In the opening minutes of trade, the Dow rose as high as 56 points to hit a new record intraday high of 19,013.12. It has since traded back below the milestone but is still up nearly 40 points, or 0.2 percent on the session.
After Monday’s record-breaking day, when the Dow Jones industrial average, large-company Standard & Poor’s 500 stock index,
tech-dominated Nasdaq composite and the small-cap Russell 2000 all closed at record levels at the same time for the first time since Dec. 31, 1999, the Dow is making fresh headlines and will likely get a big shout out on the evening news.
For the second straight day, all four major U.S. stock indexes are in new high territory at the same time. The S&P 500 is up about 4 points, or 0.2 percent, at 2202.05 — its first ever rise above 2200. The Nasdaq composite is nearly 20 points higher, or 0.4 percent. And the Russell 2000 is on track for its thirteenth straight session of gains.
The assault on Dow 19,000 has taken nearly two years, or 700 calendar days, since it took out the 18,000 barrier back on Dec. 23, 2014. It is on track for its slowest climb from one 1,000-point milestone to the next since taking nearly six years to climb from 14,000 in July 2007 to 15,000 in May 2013. (That long drought, of course, coincided with the Great Recession and the worst stock market decline since the Great Depression.)
Dow 19,000 is the latest signal that the rally sparked by Donald Trump’s surprise presidential election win is broadening as investors continue to bet on the prospects for a more investor- and business-friendly administration.
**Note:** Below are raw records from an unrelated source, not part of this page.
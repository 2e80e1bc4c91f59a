//! Operation-scoped routing context
//!
//! Each routed call runs inside its own task-local scope holding the
//! formatted database and table keys. Readers (the data source selector and
//! the query rewriter) see only the scope of the call they run under.
//! Outside any routed call the context reads as empty.
//!
//! The scope is dropped when the call ends, whichever way it ends, so a
//! worker thread picked up by an unrelated operation never inherits stale
//! keys. A nested routed call shadows the outer decision and the outer one
//! is visible again once the inner call returns.

use std::cell::RefCell;
use std::future::Future;

use tracing::{trace, warn};

use crate::types::RoutingDecision;

tokio::task_local! {
    static ROUTING_CONTEXT: RefCell<RoutingContext>;
}

/// Routing keys for the operation currently executing
#[derive(Debug, Clone, Default, PartialEq, Eq)]
pub struct RoutingContext {
    db_key: Option<String>,
    tb_key: Option<String>,
}

impl RoutingContext {
    /// Formatted database index, if routed
    pub fn db_key(&self) -> Option<&str> {
        self.db_key.as_deref()
    }

    /// Formatted table index, if the operation targets a split table
    pub fn tb_key(&self) -> Option<&str> {
        self.tb_key.as_deref()
    }

    pub fn is_empty(&self) -> bool {
        self.db_key.is_none() && self.tb_key.is_none()
    }
}

/// Snapshot of the current routing context
pub fn current() -> RoutingContext {
    ROUTING_CONTEXT
        .try_with(|ctx| ctx.borrow().clone())
        .unwrap_or_default()
}

/// Database key of the current routed call
pub fn current_db_key() -> Option<String> {
    ROUTING_CONTEXT
        .try_with(|ctx| ctx.borrow().db_key.clone())
        .ok()
        .flatten()
}

/// Table key of the current routed call
pub fn current_tb_key() -> Option<String> {
    ROUTING_CONTEXT
        .try_with(|ctx| ctx.borrow().tb_key.clone())
        .ok()
        .flatten()
}

/// Whether the caller is running inside a routed call
pub fn in_routed_scope() -> bool {
    ROUTING_CONTEXT.try_with(|_| ()).is_ok()
}

/// Run `fut` inside a fresh, empty routing scope
pub(crate) async fn scope<F: Future>(fut: F) -> F::Output {
    ROUTING_CONTEXT
        .scope(RefCell::new(RoutingContext::default()), fut)
        .await
}

/// Run `f` inside a fresh, empty routing scope on the current thread
pub(crate) fn sync_scope<R>(f: impl FnOnce() -> R) -> R {
    ROUTING_CONTEXT.sync_scope(RefCell::new(RoutingContext::default()), f)
}

fn write(f: impl FnOnce(&mut RoutingContext)) {
    if ROUTING_CONTEXT.try_with(|ctx| f(&mut ctx.borrow_mut())).is_err() {
        warn!("Routing context write outside a routed scope ignored");
    }
}

/// Populated context for the lifetime of one routed call.
///
/// Dropping the guard clears both keys in the enclosing scope, including
/// on error, unwind and cancellation. The scope cell itself is discarded
/// when the routed call ends.
pub(crate) struct ContextGuard {
    _private: (),
}

impl ContextGuard {
    /// Store `decision` in the current scope. The table key is stored only
    /// for split-table operations.
    pub(crate) fn enter(decision: &RoutingDecision, split_table: bool) -> Self {
        let db_key = decision.db_key.clone();
        let tb_key = split_table.then(|| decision.tb_key.clone());
        trace!(db_key = %db_key, tb_key = ?tb_key, "Routing context set");

        write(|ctx| {
            ctx.db_key = Some(db_key);
            ctx.tb_key = tb_key;
        });
        Self { _private: () }
    }
}

impl Drop for ContextGuard {
    fn drop(&mut self) {
        write(|ctx| {
            ctx.db_key = None;
            ctx.tb_key = None;
        });
        trace!("Routing context cleared");
    }
}
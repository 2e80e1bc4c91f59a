//! Connection descriptors for physical databases

use serde::{Deserialize, Serialize};
use std::fmt;

/// Where and how to connect to one physical database.
///
/// Building an actual connection pool from a descriptor is left to the host
/// application.
#[derive(Clone, PartialEq, Eq, Serialize, Deserialize)]
pub struct DataSourceDescriptor {
    /// Connection URL
    pub url: String,

    /// Login user
    pub username: String,

    /// Login password (never printed by `Debug`)
    #[serde(default)]
    pub password: String,
}

impl DataSourceDescriptor {
    pub fn new(url: impl Into<String>, username: impl Into<String>, password: impl Into<String>) -> Self {
        Self {
            url: url.into(),
            username: username.into(),
            password: password.into(),
        }
    }
}

impl fmt::Debug for DataSourceDescriptor {
    fn fmt(&self, f: &mut fmt::Formatter<'_>) -> fmt::Result {
        f.debug_struct("DataSourceDescriptor")
            .field("url", &self.url)
            .field("username", &self.username)
            .field("password", &"***")
            .finish()
    }
}
//! Shard naming
//!
//! Database and table indices are rendered as fixed-width, zero-padded
//! decimal strings so that physical names sort and display uniformly:
//! `USER_00 .. USER_07`, `db00 .. db03`.

/// Prefix of every routed connection pool identifier (`db00`, `db01`, ...)
pub const POOL_PREFIX: &str = "db";

/// Separator between a logical table name and its shard suffix
pub const TABLE_SUFFIX_SEPARATOR: char = '_';

/// Minimum width of a formatted shard index
pub const MIN_INDEX_WIDTH: usize = 2;

/// Width of a formatted index for a dimension with `count` shards.
///
/// Wide enough to print `count - 1`, never narrower than [`MIN_INDEX_WIDTH`].
pub fn index_width(count: u32) -> usize {
    let max_index = count.saturating_sub(1);
    let digits = max_index.checked_ilog10().map_or(1, |d| d as usize + 1);
    digits.max(MIN_INDEX_WIDTH)
}

/// Format a shard index for a dimension with `count` shards
pub fn format_index(index: u32, count: u32) -> String {
    format!("{:0width$}", index, width = index_width(count))
}

/// Pool identifier for a formatted database key
pub fn pool_name(db_key: &str) -> String {
    format!("{}{}", POOL_PREFIX, db_key)
}

/// Physical table name for a logical table and a formatted table key
pub fn physical_table(table: &str, tb_key: &str) -> String {
    format!("{}{}{}", table, TABLE_SUFFIX_SEPARATOR, tb_key)
}

/// All routed pool identifiers for `db_count` databases, in index order
pub fn routed_pool_names(db_count: u32) -> impl Iterator<Item = String> {
    (0..db_count).map(move |idx| pool_name(&format_index(idx, db_count)))
}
Whether the bullish hype turns out to be the right trade remains to be seen, as Trump has yet to get the keys to the White House or make one of his campaign promises come true.
“Whatever else the future holds, Trump has already made the U.S. stock market great again,” Don Luskin, chief investment officer at investment firm TrendMacro, told USA TODAY.
Stocks, however, are rising despite a continued rise in long-term interest rates and U.S. dollar. The 10-year Treasury note rose to 2.325 percent, its highest level in about a year and the greenback strengthened versus a basket of foreign currencies for the eleventh time in the past 12 trading sessions.
Low rates, of course, have been a key driver of stock prices in recent years, although the current increase in rates is occurring as signs of a stronger U.S. economy emerge and investors price in further economic gains based on Trump’s pro-business platform of lower taxes, less regulation and more fiscal spending.
The dollar’s rise, however, could hurt the profitability of large U.S. companies that do a lot of business abroad, as the prices of their products and services will be more expensive in local dollars, which could crimp sales and earnings.
The stock rally also continued in Asia, where major stock indexes in Japan, Hong Kong and Mainland China closed higher. Stocks were also broadly higher in Europe.